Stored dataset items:
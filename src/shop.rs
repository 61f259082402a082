//! Interactive shop controller.
//!
//! The controller owns the catalog and the sale log and drives them from a line-oriented operator session. Any
//! [`BufRead`] can serve as the operator input and any [`Write`] as the output, which is how the session is scripted
//! in tests.

use std::fmt::Display;
use std::io::BufRead;
use std::io::Write;

use console::Style;
use fieldx::fxstruct;
use tracing::debug;
use tracing::info;
use tracing::instrument;

use crate::inventory::Inventory;
use crate::sale::Sale;
use crate::sales::SalesLedger;
use crate::types::Result;
use crate::types::ShopError;

pub const DONE_SENTINEL: &str = "done";

const MENU: &str = "\n--- Small Shop Management System ---
1. View Inventory
2. Add Product to Inventory
3. Process a Sale
4. View Sales Report
5. Exit";

#[derive(Debug, Clone, PartialEq, Eq)]
pub enum MenuChoice {
    ViewInventory,
    AddProduct,
    ProcessSale,
    ViewSales,
    Exit,
    Invalid(String),
}

impl From<&str> for MenuChoice {
    fn from(choice: &str) -> Self {
        match choice {
            "1" => Self::ViewInventory,
            "2" => Self::AddProduct,
            "3" => Self::ProcessSale,
            "4" => Self::ViewSales,
            "5" => Self::Exit,
            other => Self::Invalid(other.to_string()),
        }
    }
}

/// What became of one sale line item.
#[derive(Debug, Clone, PartialEq)]
pub enum SaleOutcome {
    Recorded(Sale),
    NotFound,
    InsufficientStock { available: i64 },
}

/// Line-oriented operator terminal.
pub struct Terminal<R, W> {
    input:  R,
    output: W,
}

impl<R: BufRead, W: Write> Terminal<R, W> {
    pub fn new(input: R, output: W) -> Self {
        Self { input, output }
    }

    /// Prints `text` and reads one line without its line terminator. `None` means the input is exhausted.
    pub fn prompt(&mut self, text: &str) -> Result<Option<String>> {
        write!(self.output, "{text}").map_err(ShopError::Terminal)?;
        self.output.flush().map_err(ShopError::Terminal)?;

        let mut line = String::new();
        if self.input.read_line(&mut line).map_err(ShopError::Terminal)? == 0 {
            return Ok(None);
        }
        Ok(Some(line.trim_end_matches(['\r', '\n']).to_string()))
    }

    pub fn require(&mut self, text: &str, what: &'static str) -> Result<String> {
        self.prompt(text)?.ok_or(ShopError::InputClosed(what))
    }

    pub fn say<T: Display>(&mut self, msg: T) -> Result<()> {
        writeln!(self.output, "{msg}").map_err(ShopError::Terminal)
    }

    pub fn into_output(self) -> W {
        self.output
    }
}

fn parse_field<T>(field: &'static str, input: &str) -> Result<T>
where
    T: std::str::FromStr,
    T::Err: Display,
{
    input
        .trim()
        .parse::<T>()
        .map_err(|err| ShopError::invalid_input(field, input, err))
}

#[derive(Debug)]
#[fxstruct(no_new, get)]
pub struct ShopSystem {
    #[fieldx(get_mut)]
    inventory: Inventory,
    #[fieldx(get_mut)]
    sales:     SalesLedger,
    #[fieldx(get(copy))]
    color:     bool,
}

impl ShopSystem {
    pub fn new(inventory: Inventory, sales: SalesLedger, color: bool) -> Self {
        Self {
            inventory,
            sales,
            color,
        }
    }

    /// Sells `quantity` units of `product_id` under `sale_id`. Nothing is touched unless the product exists and has
    /// enough stock; on success the sale is appended to the log first and the stock is decremented after.
    ///
    /// A quantity below 1 is rejected as invalid input.
    #[instrument(level = "debug", skip(self))]
    pub fn sell(&mut self, sale_id: &str, product_id: &str, quantity: i64) -> Result<SaleOutcome> {
        if quantity < 1 {
            return Err(ShopError::invalid_input(
                "quantity",
                &quantity.to_string(),
                "must be a positive number",
            ));
        }

        let Some(product) = self.inventory.get(product_id)
        else {
            return Ok(SaleOutcome::NotFound);
        };

        if !product.has_stock_for(quantity) {
            debug!(available = product.quantity(), "Not enough stock");
            return Ok(SaleOutcome::InsufficientStock {
                available: product.quantity(),
            });
        }

        let sale = Sale::of_product(sale_id, product, quantity);
        self.sales.record_sale(sale.clone())?;
        self.inventory.update_product(product_id, quantity)?;

        info!(total = sale.total_price(), "Sale recorded");
        Ok(SaleOutcome::Recorded(sale))
    }

    /// Runs the menu loop until the operator exits or the input is exhausted.
    pub fn run<R: BufRead, W: Write>(&mut self, input: R, output: W) -> Result<W> {
        let mut term = Terminal::new(input, output);

        loop {
            term.say(MENU)?;
            let choice = match term.prompt("Enter your choice: ")? {
                Some(choice) => MenuChoice::from(choice.as_str()),
                None => MenuChoice::Exit,
            };
            debug!(?choice, "Menu");

            match choice {
                MenuChoice::ViewInventory => term.say(self.inventory.display())?,
                MenuChoice::AddProduct => self.add_product(&mut term)?,
                MenuChoice::ProcessSale => self.process_sale(&mut term)?,
                MenuChoice::ViewSales => self.view_sales(&mut term)?,
                MenuChoice::Exit => {
                    term.say("Exiting system.")?;
                    break;
                }
                MenuChoice::Invalid(_) => {
                    term.say(self.style(Style::new().red()).apply_to("Invalid choice! Please enter a valid option."))?
                }
            }
        }

        Ok(term.into_output())
    }

    fn add_product<R: BufRead, W: Write>(&mut self, term: &mut Terminal<R, W>) -> Result<()> {
        let product_id = term.require("Enter Product ID: ", "product ID")?;
        let name = term.require("Enter Product Name: ", "product name")?;
        let price = parse_field::<f64>("price", &term.require("Enter Price: ", "price")?)?;
        let quantity = parse_field::<i64>("quantity", &term.require("Enter Quantity: ", "quantity")?)?;

        self.inventory.add_product(&product_id, name, price, quantity)
    }

    fn process_sale<R: BufRead, W: Write>(&mut self, term: &mut Terminal<R, W>) -> Result<()> {
        let sale_id = term.require("Enter Sale ID: ", "sale ID")?;

        loop {
            let Some(product_id) = term.prompt(&format!(
                "Enter Product ID to sell (or '{DONE_SENTINEL}' to finish): "
            ))?
            else {
                break;
            };
            if product_id == DONE_SENTINEL {
                break;
            }

            let Some(name) = self.inventory.get(&product_id).map(|p| p.name().clone())
            else {
                term.say(self.style(Style::new().red()).apply_to("Product not found!"))?;
                continue;
            };

            let quantity = parse_field::<i64>(
                "quantity",
                &term.require(&format!("Enter quantity for {name}: "), "quantity")?,
            )?;

            match self.sell(&sale_id, &product_id, quantity)? {
                SaleOutcome::Recorded(_) => {
                    term.say(self.style(Style::new().green()).apply_to("Sale recorded successfully."))?
                }
                SaleOutcome::InsufficientStock { .. } => {
                    term.say(self.style(Style::new().yellow()).apply_to("Insufficient stock!"))?
                }
                SaleOutcome::NotFound => term.say(self.style(Style::new().red()).apply_to("Product not found!"))?,
            }
        }

        Ok(())
    }

    fn view_sales<R: BufRead, W: Write>(&self, term: &mut Terminal<R, W>) -> Result<()> {
        match self.sales.display()? {
            Some(table) => term.say(table),
            None => term.say("No sales records found."),
        }
    }

    fn style(&self, style: Style) -> Style {
        if self.color {
            style
        }
        else {
            style.force_styling(false)
        }
    }
}

#[cfg(test)]
mod tests {
    use super::*;
    use crate::inventory::DEFAULT_INVENTORY_FILE;
    use crate::sales::DEFAULT_SALES_FILE;

    fn shop(dir: &tempfile::TempDir) -> ShopSystem {
        ShopSystem::new(
            Inventory::load(dir.path().join(DEFAULT_INVENTORY_FILE)).unwrap(),
            SalesLedger::new(dir.path().join(DEFAULT_SALES_FILE)),
            false,
        )
    }

    #[test]
    fn test_menu_choice() {
        assert_eq!(MenuChoice::from("1"), MenuChoice::ViewInventory);
        assert_eq!(MenuChoice::from("5"), MenuChoice::Exit);
        assert_eq!(MenuChoice::from(" 1"), MenuChoice::Invalid(" 1".to_string()));
        assert_eq!(MenuChoice::from(""), MenuChoice::Invalid(String::new()));
    }

    #[test]
    fn test_terminal_prompt() {
        let mut term = Terminal::new("first\r\nsecond\n".as_bytes(), Vec::new());
        assert_eq!(term.prompt("> ").unwrap().as_deref(), Some("first"));
        assert_eq!(term.prompt("> ").unwrap().as_deref(), Some("second"));
        assert_eq!(term.prompt("> ").unwrap(), None);
        assert!(matches!(term.require("> ", "anything"), Err(ShopError::InputClosed("anything"))));
        assert_eq!(String::from_utf8(term.into_output()).unwrap(), "> > > > ");
    }

    #[test]
    fn test_sell() {
        let dir = tempfile::tempdir().unwrap();
        let mut shop = shop(&dir);
        shop.inventory_mut().add_product("P1", "Widget", 2.5, 10).unwrap();

        let outcome = shop.sell("S1", "P1", 3).unwrap();
        assert_eq!(outcome, SaleOutcome::Recorded(Sale::new("S1", "P1", "Widget", 3, 7.5)));
        assert_eq!(shop.inventory().get("P1").unwrap().quantity(), 7);
        assert_eq!(shop.sales().history().unwrap(), vec![Sale::new("S1", "P1", "Widget", 3, 7.5)]);
        assert_eq!(shop.sales().session_sales().len(), 1);
    }

    #[test]
    fn test_sell_whole_stock() {
        let dir = tempfile::tempdir().unwrap();
        let mut shop = shop(&dir);
        shop.inventory_mut().add_product("P1", "Widget", 2.5, 4).unwrap();

        assert!(matches!(shop.sell("S1", "P1", 4).unwrap(), SaleOutcome::Recorded(_)));
        assert_eq!(shop.inventory().get("P1").unwrap().quantity(), 0);
        assert_eq!(
            shop.sell("S1", "P1", 1).unwrap(),
            SaleOutcome::InsufficientStock { available: 0 }
        );
    }

    #[test]
    fn test_sell_rejections_leave_state() {
        let dir = tempfile::tempdir().unwrap();
        let mut shop = shop(&dir);
        shop.inventory_mut().add_product("P1", "Widget", 2.5, 5).unwrap();

        assert_eq!(
            shop.sell("S1", "P1", 9).unwrap(),
            SaleOutcome::InsufficientStock { available: 5 }
        );
        assert_eq!(shop.sell("S1", "P9", 1).unwrap(), SaleOutcome::NotFound);

        assert_eq!(shop.inventory().get("P1").unwrap().quantity(), 5);
        assert!(shop.sales().history().unwrap().is_empty());
        assert!(!dir.path().join(DEFAULT_SALES_FILE).exists());
    }

    #[test]
    fn test_sell_rejects_non_positive() {
        let dir = tempfile::tempdir().unwrap();
        let mut shop = shop(&dir);
        shop.inventory_mut().add_product("P1", "Widget", 2.5, 5).unwrap();

        for quantity in [0, -2, i64::MIN] {
            assert!(matches!(
                shop.sell("S1", "P1", quantity),
                Err(ShopError::InvalidInput { field: "quantity", .. })
            ));
        }
        assert_eq!(shop.inventory().get("P1").unwrap().quantity(), 5);
        assert!(!dir.path().join(DEFAULT_SALES_FILE).exists());
    }
}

_Description of the task_: Give back the records above exactly, limited to the lines between the one holding "#[fieldx(get(copy))]" and the one holding "exists and has", inclusive.

_Written response_:
    #[fieldx(get(copy))]
    color:     bool,
}

impl ShopSystem {
    pub fn new(inventory: Inventory, sales: SalesLedger, color: bool) -> Self {
        Self {
            inventory,
            sales,
            color,
        }
    }

    /// Sells `quantity` units of `product_id` under `sale_id`. Nothing is touched unless the product exists and has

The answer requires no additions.